The sun fell beneath the crowns of the trees, leaving them awash in blues and golds, and the insects sang their chorus in the growing shadows.  Din Djarin sat at the edge of the fire, watching the child play with the other children.  Wariness hummed in the back of his mind, long years of training deeply entrenched despite the seeming peace of Sorgan.  Still, though, it was hard to remain battle-ready here, as the children laughed and played their silly games.

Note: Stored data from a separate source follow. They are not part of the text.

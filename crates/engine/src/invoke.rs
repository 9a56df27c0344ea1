//! The Invoke step — execute one batch of tool calls.
//!
//! Calls run strictly in parser order, one at a time. A tool failure,
//! an unknown name, or a user denial is folded into a `ToolResult` and
//! fed back to the model; it never escapes the batch. What does escape:
//! cancellation and broken effect plumbing.

use std::sync::LazyLock;

use gloop_core::{Effects, EngineError, ToolArg, ToolArgs, ToolCall, ToolResult, World};
use regex_lite::Regex;
use tracing::{debug, warn};

/// Pseudo-tool handled inline: free-form question to the user.
pub const ASK_USER_TOOL: &str = "AskUser";

/// Pseudo-tool handled inline: edit the conversation history.
pub const MANAGE_CONTEXT_TOOL: &str = "ManageContext";

/// Registry tool that re-reads installed tool manifests; the system
/// prompt must be rebuilt afterwards.
pub const RELOAD_TOOL: &str = "Reload";

/// Instructions for the periodic context prune.
pub const PRUNE_INSTRUCTIONS: &str = "Prune old tool results and intermediate outputs. \
     Keep the current task goal, recent results, and any information the agent is actively using.";

const ARG_PREVIEW_LEN: usize = 40;
const PREVIEW_ARGS: usize = 3;

/// Commands the built-in gate always asks about, whatever the tool says.
static DESTRUCTIVE_PATTERNS: LazyLock<Vec<Regex>> = LazyLock::new(|| {
    [r"\brm\b", r"\brmdir\b", r"\brm\s+-rf?\b", r"\brm\s+-fr?\b"]
        .iter()
        .map(|p| Regex::new(p).unwrap())
        .collect()
});

/// Execute a batch of tool calls against the current registry snapshot.
pub async fn invoke_step(
    calls: Vec<ToolCall>,
    world: &World,
    effects: &dyn Effects,
) -> Result<Vec<ToolResult>, EngineError> {
    let registry = world.registry_snapshot();
    let batch_size = calls.len() as u32;
    let reload_called = calls.iter().any(|c| c.name == RELOAD_TOOL);
    let mut results = Vec::with_capacity(calls.len());

    for call in calls {
        if world.cancel.is_cancelled() {
            return Err(EngineError::Aborted);
        }

        // AskUser and ManageContext never reach the registry.
        if call.name == ASK_USER_TOOL {
            effects.tool_start(ASK_USER_TOOL, &args_preview(&call)).await;
            let reply = effects.ask(call.first_arg()).await?;
            let output = format!("User answered: {reply}");
            effects.tool_done(ASK_USER_TOOL, true, &output).await;
            results.push(ToolResult::ok(ASK_USER_TOOL, output));
            continue;
        }
        if call.name == MANAGE_CONTEXT_TOOL {
            effects
                .tool_start(MANAGE_CONTEXT_TOOL, &args_preview(&call))
                .await;
            let summary = effects.manage_context(call.first_arg()).await?;
            effects.tool_done(MANAGE_CONTEXT_TOOL, true, &summary).await;
            results.push(ToolResult::ok(MANAGE_CONTEXT_TOOL, summary));
            continue;
        }

        let Some(tool) = registry.get(&call.name) else {
            let message = format!("Unknown tool: {}", call.name);
            warn!(tool = %call.name, "unknown tool in batch");
            effects.tool_done(&call.name, false, &message).await;
            results.push(ToolResult::error(&call.name, message));
            continue;
        };

        let args = zip_args(&tool.arguments(), &call.raw_args);

        // Two danger gates: the built-in pattern list, then the tool's own
        // hook when the first gate stays quiet.
        let danger = builtin_danger(&call).or_else(|| tool.ask_permission(&args));
        if let Some(description) = danger {
            if !effects.confirm(&description).await? {
                effects.tool_done(&call.name, false, "denied by user").await;
                results.push(ToolResult::error(&call.name, "User denied execution"));
                continue;
            }
        }

        effects.tool_start(&call.name, &args_preview(&call)).await;
        debug!(tool = %call.name, args = call.raw_args.len(), "executing tool");

        match tool.execute(&args).await {
            Ok(output) => {
                effects.tool_done(&call.name, true, "ok").await;
                results.push(ToolResult::ok(&call.name, output));
            }
            Err(e) => {
                let message = error_chain(&e);
                effects.tool_done(&call.name, false, &message).await;
                results.push(ToolResult::error(&call.name, message));
            }
        }
    }

    // The registry changed under us; the model needs the new listing.
    if reload_called {
        effects.refresh_system().await?;
    }

    if world.count_tool_calls(batch_size) {
        effects
            .tool_start(MANAGE_CONTEXT_TOOL, "periodic context prune")
            .await;
        let summary = effects.manage_context(PRUNE_INSTRUCTIONS).await?;
        effects.tool_done(MANAGE_CONTEXT_TOOL, true, &summary).await;
    }

    Ok(results)
}

/// Zip declared argument names with positional raw args. Excess raw args
/// are ignored; missing names are absent keys.
fn zip_args(declared: &[ToolArg], raw_args: &[String]) -> ToolArgs {
    declared
        .iter()
        .zip(raw_args.iter())
        .map(|(spec, value)| (spec.name.clone(), value.clone()))
        .collect()
}

/// The built-in destructive-command gate for Bash.
fn builtin_danger(call: &ToolCall) -> Option<String> {
    if call.name != "Bash" {
        return None;
    }
    let command = call.first_arg();
    if DESTRUCTIVE_PATTERNS.iter().any(|re| re.is_match(command)) {
        Some(format!("Execute destructive command: {command}"))
    } else {
        None
    }
}

/// First few args, each truncated, joined for display.
fn args_preview(call: &ToolCall) -> String {
    call.raw_args
        .iter()
        .take(PREVIEW_ARGS)
        .map(|a| {
            if a.chars().count() > ARG_PREVIEW_LEN {
                let truncated: String = a.chars().take(ARG_PREVIEW_LEN).collect();
                format!("{truncated}…")
            } else {
                a.clone()
            }
        })
        .collect::<Vec<_>>()
        .join(", ")
}

/// Render an error with a short excerpt of its source chain.
fn error_chain(e: &dyn std::error::Error) -> String {
    let mut message = e.to_string();
    let mut source = e.source();
    let mut depth = 0;
    while let Some(cause) = source {
        if depth >= 3 {
            break;
        }
        message.push_str(&format!("\n  caused by: {cause}"));
        source = cause.source();
        depth += 1;
    }
    message
}
//! # gloop Parser
//!
//! Turns raw model output into structure: the response parser extracts
//! tool calls and memory operations from two markup dialects, the stream
//! filter suppresses that markup from user-visible output as chunks
//! arrive, and the form builder translates a parsed response into the
//! next [`Form`](gloop_core::Form) for the evaluator.

pub mod args;
pub mod filter;
pub mod form_builder;
pub mod response;
pub mod spawn;

pub use args::parse_call_args;
pub use filter::{FilterOutput, StreamFilter, ToolSighting};
pub use form_builder::{
    format_result, format_results, has_complete_tool_block, parse_to_form, spawn_result_blob,
    COMPLETE_TOOL, REBOOT_TOOL,
};
pub use response::{format_tool_call, parse_response, parse_tool_call, ParsedResponse};
pub use spawn::{detect_spawn, tokenize};
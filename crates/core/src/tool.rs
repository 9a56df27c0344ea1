//! Tool trait — the abstraction over agent capabilities.
//!
//! Tools take *positional* text arguments: the parser extracts an ordered
//! list of raw strings from the reply markup, and the invoke step zips
//! them against the tool's declared argument names. Excess raw arguments
//! are ignored; missing ones are simply absent from the map.

use async_trait::async_trait;
use serde::{Deserialize, Serialize};
use std::collections::{HashMap, HashSet};
use std::sync::Arc;

use crate::error::ToolError;

/// A declared tool argument: name and what it means, in call order.
#[derive(Debug, Clone, PartialEq, Eq, Serialize, Deserialize)]
pub struct ToolArg {
    pub name: String,
    pub description: String,
}

impl ToolArg {
    pub fn new(name: impl Into<String>, description: impl Into<String>) -> Self {
        Self {
            name: name.into(),
            description: description.into(),
        }
    }
}

/// Argument mapping handed to a tool: declared name → raw text value.
pub type ToolArgs = HashMap<String, String>;

/// A parsed request to execute a tool.
#[derive(Debug, Clone, PartialEq, Eq, Serialize, Deserialize)]
pub struct ToolCall {
    /// Name of the tool to execute
    pub name: String,

    /// Positional argument text, in call order
    pub raw_args: Vec<String>,
}

impl ToolCall {
    pub fn new(name: impl Into<String>, raw_args: Vec<String>) -> Self {
        Self {
            name: name.into(),
            raw_args,
        }
    }

    /// First argument, or empty. Several call sites treat the first
    /// positional argument as the payload (Bash command, task text).
    pub fn first_arg(&self) -> &str {
        self.raw_args.first().map(String::as_str).unwrap_or("")
    }
}

/// The outcome of one tool execution, fed back to the model.
#[derive(Debug, Clone, PartialEq, Eq, Serialize, Deserialize)]
pub struct ToolResult {
    pub name: String,
    pub output: String,
    pub success: bool,
}

impl ToolResult {
    pub fn ok(name: impl Into<String>, output: impl Into<String>) -> Self {
        Self {
            name: name.into(),
            output: output.into(),
            success: true,
        }
    }

    pub fn error(name: impl Into<String>, output: impl Into<String>) -> Self {
        Self {
            name: name.into(),
            output: output.into(),
            success: false,
        }
    }
}

/// The core Tool trait.
///
/// Each tool (Bash, ReadFile, WriteFile, installed command tools, ...)
/// implements this trait and registers in the [`ToolRegistry`].
#[async_trait]
pub trait Tool: Send + Sync {
    /// The unique name of this tool (e.g. "Bash", "ReadFile").
    fn name(&self) -> &str;

    /// A description of what this tool does (rendered into the system prompt).
    fn description(&self) -> &str;

    /// Declared arguments, in positional order.
    fn arguments(&self) -> Vec<ToolArg>;

    /// Execute the tool with the zipped argument mapping.
    async fn execute(&self, args: &ToolArgs) -> std::result::Result<String, ToolError>;

    /// If this call is dangerous, return a description of the danger; the
    /// invoke step will ask the user before executing. The built-in
    /// destructive-command gate runs before this hook.
    fn ask_permission(&self, _args: &ToolArgs) -> Option<String> {
        None
    }
}

/// A registry of available tools.
///
/// Cloning a registry is cheap (the tools are `Arc`s); the invoke step
/// clones a snapshot per batch so a concurrent `Reload` cannot change the
/// tool set mid-batch. Installed (manifest-backed) tools are tracked
/// separately so `Reload` can swap just that subset.
#[derive(Clone, Default)]
pub struct ToolRegistry {
    tools: HashMap<String, Arc<dyn Tool>>,
    order: Vec<String>,
    installed: HashSet<String>,
}

impl ToolRegistry {
    pub fn new() -> Self {
        Self::default()
    }

    /// Register a built-in tool. Replaces any existing tool with the same name.
    pub fn register(&mut self, tool: Arc<dyn Tool>) {
        let name = tool.name().to_string();
        if self.tools.insert(name.clone(), tool).is_none() {
            self.order.push(name);
        }
    }

    /// Register a manifest-installed tool. Replaces any existing entry.
    pub fn register_installed(&mut self, tool: Arc<dyn Tool>) {
        let name = tool.name().to_string();
        self.installed.insert(name.clone());
        if self.tools.insert(name.clone(), tool).is_none() {
            self.order.push(name);
        }
    }

    /// Swap the installed subset for a new set, leaving built-ins alone.
    pub fn replace_installed(&mut self, tools: Vec<Arc<dyn Tool>>) {
        for name in std::mem::take(&mut self.installed) {
            self.tools.remove(&name);
            self.order.retain(|n| n != &name);
        }
        for tool in tools {
            self.register_installed(tool);
        }
    }

    /// Get a tool by name.
    pub fn get(&self, name: &str) -> Option<Arc<dyn Tool>> {
        self.tools.get(name).cloned()
    }

    /// Registered tool names, in registration order.
    pub fn names(&self) -> Vec<&str> {
        self.order.iter().map(String::as_str).collect()
    }

    /// Tools in registration order.
    pub fn iter(&self) -> impl Iterator<Item = &Arc<dyn Tool>> + '_ {
        self.order.iter().filter_map(|n| self.tools.get(n))
    }

    /// Number of registered tools.
    pub fn len(&self) -> usize {
        self.order.len()
    }

    pub fn is_empty(&self) -> bool {
        self.order.is_empty()
    }
}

Omera sat on the log beside him, waving a hand to her daughter.  The girl took off eagerly to join the others.  Pinpoint flashes of light sparkled around the children as they played, the evening lightning-beetles taking wing.
“The children love your son,” she said, turning back to Din, her eyes aglow in the firelight.  “I’ve never seen a youngling like him, but they’ve truly taken to him.  My daughter’s quite envious of his frog-catching skills.”  She chuckled, voice sweet and warm.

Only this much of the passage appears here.